A suposição era insensata, talvez - mas reteve-o no pátio, aplicando o ouvido para cima, com ideias ferozes de esperar ali o Dâmaso, proibir-lhe de tornar a subir aquela escada, e, à menor reflexão dele, esmagar-lhe o crânio nas lajes...
Mas sentiu em cima a porta abrir-se, e saiu vivamente, no receio de ser assim surpreendido à escuta. O coupé do Dâmaso estacionava na rua. Então veio-lhe uma curiosidade mordente de saber quanto tempo ele ficaria ali com Maria Eduarda. Correu ao Grémio; e apenas abrira uma vidraça - viu logo o Dâmaso sair do portão, saltar para o coupé, bater com forca a portinhola. Pareceu-lhe que trazia o ar escorraçado, e subitamente teve dó daquele grotesco...
Nessa noite, depois de jantar, Carlos só no seu quarto fumava, enterrado numa poltrona, relendo uma carta do Ega recebida nessa manhã, - quando apareceu o Dâmaso. E, sem pousar mesmo o chapéu, logo da porta, exclamou, com o mesmo espanto da manhã:
- Então diz-me cá! Como diabo te vou eu encontrar hoje com a brasileira?... Como a conheceste tu? Como foi isso?
Sem mover a cabeça do espaldar da poltrona, cruzando as mãos sobre os joelhos em cima da carta do Ega, Carlos, agora cheio de bom humor, disse, com uma doce repreensão paternal:
- Pois então tu vais expor a uma senhora as tuas opiniões lubricas sobre as lavradeiras de Penafiel!
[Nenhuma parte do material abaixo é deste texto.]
use crate::encode::request_body;
use crate::error::{AnalyzeError, AnalyzeResult};
use crate::types::ApiResponse;

/// Inference endpoint used when no override is configured.
pub const DEFAULT_ENDPOINT: &str =
    "https://harshit7271--audio-cnn-classifier-audioclassifier-inference.modal.run/";

/// Endpoint baked in at build time (`CNNVIZ_ENDPOINT`), else the default.
pub fn compiled_endpoint() -> &'static str {
    option_env!("CNNVIZ_ENDPOINT").unwrap_or(DEFAULT_ENDPOINT)
}

/// Status and body of a completed HTTP exchange.
#[derive(Clone, Debug, PartialEq, Eq)]
pub struct HttpReply {
    pub status: u16,
    /// Only populated for 2xx replies.
    pub body: String,
}

impl HttpReply {
    pub fn is_success(&self) -> bool {
        (200..300).contains(&self.status)
    }
}

/// Something that can POST a JSON document and hand back the reply.
///
/// Implemented over `fetch` in the browser and over `reqwest` natively.
/// Futures are not required to be `Send`; the browser side runs on a
/// single-threaded executor.
#[allow(async_fn_in_trait)]
pub trait InferenceTransport {
    /// Send `body` with `Content-Type: application/json`.
    ///
    /// `Err` means the exchange never completed, carrying the failure's
    /// description when it has one.
    async fn post_json(&self, url: &str, body: String) -> Result<HttpReply, Option<String>>;
}

/// Where the audio bytes come from: a browser `File`, a path on disk, ...
#[allow(async_fn_in_trait)]
pub trait AudioSource {
    fn name(&self) -> String;

    async fn read_bytes(&self) -> Result<Vec<u8>, String>;
}

/// Encode `bytes`, send them once, and decode the reply.
pub async fn analyze_bytes<T>(transport: &T, endpoint: &str, bytes: &[u8]) -> AnalyzeResult<ApiResponse>
where
    T: InferenceTransport,
{
    let body = request_body(bytes)?;
    log::info!("POST {} ({} bytes of audio)", endpoint, bytes.len());

    let reply = transport
        .post_json(endpoint, body)
        .await
        .map_err(AnalyzeError::transport)?;

    if !reply.is_success() {
        log::warn!("Inference endpoint returned HTTP {}", reply.status);
        return Err(AnalyzeError::Status(reply.status));
    }

    let response: ApiResponse = serde_json::from_str(&reply.body)?;
    log::info!(
        "Received {} predictions, {} layers",
        response.predictions.len(),
        response.visualization.len()
    );
    Ok(response)
}

/// Read the whole source, then run [`analyze_bytes`].
pub async fn analyze_source<S, T>(source: &S, transport: &T, endpoint: &str) -> AnalyzeResult<ApiResponse>
where
    S: AudioSource,
    T: InferenceTransport,
{
    let bytes = source.read_bytes().await.map_err(|e| {
        log::error!("Failed to read {}: {e}", source.name());
        AnalyzeError::ReadFailed
    })?;
    analyze_bytes(transport, endpoint, &bytes).await
}
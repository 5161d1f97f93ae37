use serde::de::{MapAccess, Visitor};
use serde::ser::SerializeMap;
use serde::{Deserialize, Deserializer, Serialize, Serializer};
use std::fmt;

/// One ranked class from the classifier.
#[derive(Clone, Debug, PartialEq, Serialize, Deserialize)]
pub struct Prediction {
    pub class: String,
    /// Score in [0, 1].
    pub confidence: f64,
}

/// Activations of a single network layer.
#[derive(Clone, Debug, Default, PartialEq, Serialize, Deserialize)]
pub struct LayerData {
    pub shape: Vec<usize>,
    pub values: Vec<Vec<f32>>,
}

impl LayerData {
    pub fn rows(&self) -> usize {
        self.values.len()
    }

    /// Width of the widest row (rows from the server are normally uniform).
    pub fn cols(&self) -> usize {
        self.values.iter().map(Vec::len).max().unwrap_or(0)
    }

    pub fn is_empty(&self) -> bool {
        self.rows() == 0 || self.cols() == 0
    }

    /// Largest absolute value in the grid, ignoring NaNs.
    pub fn max_abs(&self) -> f32 {
        self.values
            .iter()
            .flatten()
            .filter(|v| v.is_finite())
            .fold(0.0f32, |m, v| m.max(v.abs()))
    }

    /// "1×64×32" style label for the shape.
    pub fn shape_label(&self) -> String {
        self.shape
            .iter()
            .map(|d| d.to_string())
            .collect::<Vec<_>>()
            .join("\u{00d7}")
    }
}

/// Layer name → activations, kept in the order the server sent them.
///
/// Names may encode hierarchy with `.` (e.g. `layer1.block0`).
#[derive(Clone, Debug, Default, PartialEq)]
pub struct VisualizationData {
    layers: Vec<(String, LayerData)>,
}

impl VisualizationData {
    pub fn new() -> Self {
        Self::default()
    }

    /// Insert or replace a layer. Replacing keeps the original position.
    pub fn insert(&mut self, name: impl Into<String>, layer: LayerData) {
        let name = name.into();
        match self.layers.iter_mut().find(|(n, _)| *n == name) {
            Some(slot) => slot.1 = layer,
            None => self.layers.push((name, layer)),
        }
    }

    pub fn get(&self, name: &str) -> Option<&LayerData> {
        self.layers.iter().find(|(n, _)| n == name).map(|(_, l)| l)
    }

    pub fn names(&self) -> impl Iterator<Item = &str> {
        self.layers.iter().map(|(n, _)| n.as_str())
    }

    pub fn len(&self) -> usize {
        self.layers.len()
    }

    pub fn is_empty(&self) -> bool {
        self.layers.is_empty()
    }
}

impl<S: Into<String>> FromIterator<(S, LayerData)> for VisualizationData {
    fn from_iter<I: IntoIterator<Item = (S, LayerData)>>(iter: I) -> Self {
        let mut viz = Self::new();
        for (name, layer) in iter {
            viz.insert(name, layer);
        }
        viz
    }
}

impl Serialize for VisualizationData {
    fn serialize<S: Serializer>(&self, serializer: S) -> Result<S::Ok, S::Error> {
        let mut map = serializer.serialize_map(Some(self.layers.len()))?;
        for (name, layer) in &self.layers {
            map.serialize_entry(name, layer)?;
        }
        map.end()
    }
}

struct LayersVisitor;

impl<'de> Visitor<'de> for LayersVisitor {
    type Value = VisualizationData;

    fn expecting(&self, f: &mut fmt::Formatter) -> fmt::Result {
        f.write_str("a map of layer name to layer data")
    }

    fn visit_map<A: MapAccess<'de>>(self, mut access: A) -> Result<Self::Value, A::Error> {
        let mut viz = VisualizationData {
            layers: Vec::with_capacity(access.size_hint().unwrap_or(0).min(256)),
        };
        while let Some((name, layer)) = access.next_entry::<String, LayerData>()? {
            viz.insert(name, layer);
        }
        Ok(viz)
    }
}

impl<'de> Deserialize<'de> for VisualizationData {
    fn deserialize<D: Deserializer<'de>>(deserializer: D) -> Result<Self, D::Error> {
        deserializer.deserialize_map(LayersVisitor)
    }
}

/// Raw audio samples echoed back by the server.
#[derive(Clone, Debug, Default, PartialEq, Serialize, Deserialize)]
pub struct WaveformData {
    pub values: Vec<f32>,
    pub sample_rate: f64,
    /// Seconds.
    pub duration: f64,
}

/// Explicit `null` reads the same as an absent field.
fn null_as_default<'de, D, T>(deserializer: D) -> Result<T, D::Error>
where
    D: Deserializer<'de>,
    T: Default + Deserialize<'de>,
{
    Ok(Option::<T>::deserialize(deserializer)?.unwrap_or_default())
}

/// Body of a successful inference call.
#[derive(Clone, Debug, Default, PartialEq, Serialize, Deserialize)]
pub struct ApiResponse {
    pub predictions: Vec<Prediction>,
    #[serde(default, deserialize_with = "null_as_default")]
    pub visualization: VisualizationData,
    #[serde(default, deserialize_with = "null_as_default")]
    pub input_spectrogram: LayerData,
    #[serde(default, deserialize_with = "null_as_default")]
    pub waveform: WaveformData,
}

/// Request body for the inference endpoint.
#[derive(Clone, Debug, PartialEq, Serialize, Deserialize)]
pub struct InferenceRequest {
    pub audio_data: String,
}
use cnnviz_core::glyph::PredictionRow;
use leptos::prelude::*;

#[component]
pub fn PredictionList(rows: Vec<PredictionRow>) -> impl IntoView {
    view! {
        <section class="card predictions">
            <h2>"Top Predictions"</h2>
            <ol class="prediction-list">
                {rows
                    .into_iter()
                    .map(|row| {
                        let width = format!("width: {:.1}%", row.confidence.clamp(0.0, 1.0) * 100.0);
                        let percent = row.percent();
                        view! {
                            <li class="prediction" class:top={row.rank == 1}>
                                <span class="prediction-glyph">{row.glyph}</span>
                                <span class="prediction-label">{row.label}</span>
                                <span class="prediction-percent">{percent}</span>
                                <div class="confidence-track">
                                    <div class="confidence-bar" style=width></div>
                                </div>
                            </li>
                        }
                    })
                    .collect_view()}
            </ol>
        </section>
    }
}

#[component]
pub fn ErrorPanel() -> impl IntoView {
    let state = expect_context::<crate::state::AppState>();
    let error = move || state.view.with(|v| v.error.clone());

    view! {
        {move || error().map(|msg| view! {
            <div class="card error-card">
                <p>"Error: " {msg}</p>
            </div>
        })}
    }
}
- Não se trata disso, sei muito bem o que hei de expor! exclamou o outro, vermelho. Conta lá, anda... Que diabo! Parece-me que tenho direito a saber... Como a conheceste tu?
Carlos, imperturbável, cerrando os olhos como para se recordar, começou num tom lento e solene de recitativo:
- Por uma tépida tarde de primavera, quando o sol se afundava em nuvens d'oiro, um mensageiro esfalfado pendurava-se da campainha do Ramalhete. Via-se-lhe na mão uma carta, lacrada com selo heráldico; e a expressão do seu semblante...
Dâmaso, já zangado, atirou com o chapéu para cima da mesa.
- Parece-me que era mais decente deixar-te desses mistérios!
- Mistérios? Tu vens obtuso, Dâmaso.